* _The data_
┌──

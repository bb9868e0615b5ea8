//! Cube face identifiers and their orientation.
//!
//! The cube is centered at the origin with half-extent 1. Each face maps
//! face-local `(u, v) ∈ [-1, 1]²` (u to the right, v down) to a direction
//! on its plane.

use std::fmt;
use std::str::FromStr;

use glam::DVec3;

use crate::OpsError;

/// One of the six cube faces.
#[derive(Debug, Clone, Copy, PartialEq, Eq, Hash)]
pub enum Face {
    /// `+x`, alias `px`.
    PosX,
    /// `-x`, alias `nx`.
    NegX,
    /// `+y`, alias `py`.
    PosY,
    /// `-y`, alias `ny`.
    NegY,
    /// `+z`, alias `pz`.
    PosZ,
    /// `-z`, alias `nz`.
    NegZ,
}

impl Face {
    /// All faces in cubemap order.
    pub const ALL: [Face; 6] = [
        Face::PosX,
        Face::NegX,
        Face::PosY,
        Face::NegY,
        Face::PosZ,
        Face::NegZ,
    ];

    /// Position in [`Face::ALL`].
    #[inline]
    pub fn index(&self) -> usize {
        *self as usize
    }

    /// Signed axis name (`+x`, `-y`, ...).
    pub fn name(&self) -> &'static str {
        match self {
            Face::PosX => "+x",
            Face::NegX => "-x",
            Face::PosY => "+y",
            Face::NegY => "-y",
            Face::PosZ => "+z",
            Face::NegZ => "-z",
        }
    }

    /// Short alias, also used as the file stem for cubemap output.
    pub fn alias(&self) -> &'static str {
        match self {
            Face::PosX => "px",
            Face::NegX => "nx",
            Face::PosY => "py",
            Face::NegY => "ny",
            Face::PosZ => "pz",
            Face::NegZ => "nz",
        }
    }

    /// Maps face-local `(u, v)` to a point on the cube surface.
    #[inline]
    pub fn direction(&self, u: f64, v: f64) -> DVec3 {
        match self {
            Face::PosZ => DVec3::new(-1.0, -u, -v),
            Face::NegZ => DVec3::new(1.0, u, -v),
            Face::PosX => DVec3::new(u, -1.0, -v),
            Face::NegX => DVec3::new(-u, 1.0, -v),
            Face::PosY => DVec3::new(-v, -u, 1.0),
            Face::NegY => DVec3::new(v, -u, -1.0),
        }
    }
}

impl fmt::Display for Face {
    fn fmt(&self, f: &mut fmt::Formatter<'_>) -> fmt::Result {
        f.write_str(self.name())
    }
}

impl FromStr for Face {
    type Err = OpsError;

    fn from_str(s: &str) -> Result<Self, Self::Err> {
        match s.trim().to_ascii_lowercase().as_str() {
            "+x" | "px" => Ok(Face::PosX),
            "-x" | "nx" => Ok(Face::NegX),
            "+y" | "py" => Ok(Face::PosY),
            "-y" | "ny" => Ok(Face::NegY),
            "+z" | "pz" => Ok(Face::PosZ),
            "-z" | "nz" => Ok(Face::NegZ),
            _ => Err(OpsError::InvalidFaceName(s.to_string())),
        }
    }
}

#[cfg(test)]
mod tests {
    use super::*;

    #[test]
    fn test_parse_names_and_aliases() {
        for face in Face::ALL {
            assert_eq!(face.name().parse::<Face>().unwrap(), face);
            assert_eq!(face.alias().parse::<Face>().unwrap(), face);
            assert_eq!(face.alias().to_uppercase().parse::<Face>().unwrap(), face);
        }
    }

    #[test]
    fn test_parse_rejects_unknown() {
        for bad in ["", "x", "+w", "front", "pxx"] {
            assert!(matches!(bad.parse::<Face>(), Err(OpsError::InvalidFaceName(_))));
        }
    }

    #[test]
    fn test_directions_lie_on_cube() {
        for face in Face::ALL {
            for (u, v) in [(0.0, 0.0), (-1.0, 1.0), (0.3, -0.7)] {
                let d = face.direction(u, v);
                assert_eq!(d.abs().max_element(), 1.0, "{face} ({u}, {v})");
            }
        }
    }

    #[test]
    fn test_face_centers_are_axes() {
        assert_eq!(Face::PosZ.direction(0.0, 0.0).x, -1.0);
        assert_eq!(Face::NegZ.direction(0.0, 0.0).x, 1.0);
        assert_eq!(Face::PosX.direction(0.0, 0.0).y, -1.0);
        assert_eq!(Face::NegX.direction(0.0, 0.0).y, 1.0);
        assert_eq!(Face::PosY.direction(0.0, 0.0).z, 1.0);
        assert_eq!(Face::NegY.direction(0.0, 0.0).z, -1.0);
    }

    #[test]
    fn test_display_and_order() {
        let names: Vec<String> = Face::ALL.iter().map(|f| f.to_string()).collect();
        assert_eq!(names, ["+x", "-x", "+y", "-y", "+z", "-z"]);
        for (i, face) in Face::ALL.iter().enumerate() {
            assert_eq!(face.index(), i);
        }
    }
}
//! JPEG format support.
//!
//! Cube faces are delivered as JPEG, so this is the main output path.
//! JPEG has no alpha channel: decoding yields opaque RGBA and encoding
//! drops alpha.
//!
//! # Example
//!
//! ```rust,ignore
//! use pano_io::jpeg::{self, JpegWriterOptions};
//!
//! let image = jpeg::read("pano.jpg")?;
//! let bytes = jpeg::encode(&image, &JpegWriterOptions { quality: 95 })?;
//! ```

use crate::{IoError, IoResult};
use pano_core::Raster;
use std::io::{BufReader, Cursor};
use std::path::Path;
use tracing::trace;

pub use crate::codec::JpegWriterOptions;

/// Decodes a JPEG from memory into opaque RGBA.
pub fn decode(bytes: &[u8]) -> IoResult<Raster> {
    let mut decoder = jpeg_decoder::Decoder::new(BufReader::new(Cursor::new(bytes)));
    let pixels = decoder
        .decode()
        .map_err(|e| IoError::DecodeError(e.to_string()))?;

    let info = decoder
        .info()
        .ok_or_else(|| IoError::DecodeError("missing JPEG info".into()))?;

    let width = info.width as u32;
    let height = info.height as u32;
    trace!(width, height, format = ?info.pixel_format, "jpeg::decode");

    let raster = match info.pixel_format {
        jpeg_decoder::PixelFormat::RGB24 => Raster::from_rgb8(width, height, &pixels)?,
        jpeg_decoder::PixelFormat::L8 => Raster::from_luma8(width, height, &pixels)?,
        jpeg_decoder::PixelFormat::L16 => {
            // big-endian samples, keep the high byte
            let luma: Vec<u8> = pixels.chunks_exact(2).map(|l16| l16[0]).collect();
            Raster::from_luma8(width, height, &luma)?
        }
        jpeg_decoder::PixelFormat::CMYK32 => {
            let rgb: Vec<u8> = pixels
                .chunks_exact(4)
                .flat_map(|cmyk| {
                    let k = 1.0 - cmyk[3] as f32 / 255.0;
                    let r = ((1.0 - cmyk[0] as f32 / 255.0) * k * 255.0) as u8;
                    let g = ((1.0 - cmyk[1] as f32 / 255.0) * k * 255.0) as u8;
                    let b = ((1.0 - cmyk[2] as f32 / 255.0) * k * 255.0) as u8;
                    [r, g, b]
                })
                .collect();
            Raster::from_rgb8(width, height, &rgb)?
        }
        #[allow(unreachable_patterns)]
        other => {
            return Err(IoError::DecodeError(format!(
                "unsupported JPEG pixel format: {:?}",
                other
            )));
        }
    };

    Ok(raster)
}

/// Encodes a raster as baseline JPEG, discarding alpha.
pub fn encode(image: &Raster, options: &JpegWriterOptions) -> IoResult<Vec<u8>> {
    use jpeg_encoder::{ColorType, Encoder};

    let (Ok(width), Ok(height)) = (u16::try_from(image.width()), u16::try_from(image.height()))
    else {
        return Err(IoError::EncodeError(format!(
            "{}x{} exceeds the JPEG size limit of 65535",
            image.width(),
            image.height()
        )));
    };

    let mut buffer = Vec::new();
    let encoder = Encoder::new(&mut buffer, options.quality.clamp(1, 100));
    encoder
        .encode(&image.to_rgb8(), width, height, ColorType::Rgb)
        .map_err(|e: jpeg_encoder::EncodingError| IoError::EncodeError(e.to_string()))?;

    Ok(buffer)
}

/// Reads a JPEG file.
pub fn read<P: AsRef<Path>>(path: P) -> IoResult<Raster> {
    let bytes = std::fs::read(path.as_ref())?;
    decode(&bytes)
}

/// Writes a raster to a JPEG file with default options.
pub fn write<P: AsRef<Path>>(path: P, image: &Raster) -> IoResult<()> {
    std::fs::write(path.as_ref(), encode(image, &JpegWriterOptions::default())?)?;
    Ok(())
}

└──

* _What this task involves_
On how many lines of the data does "collect" appear? Give only that number.

* _Finished task_
3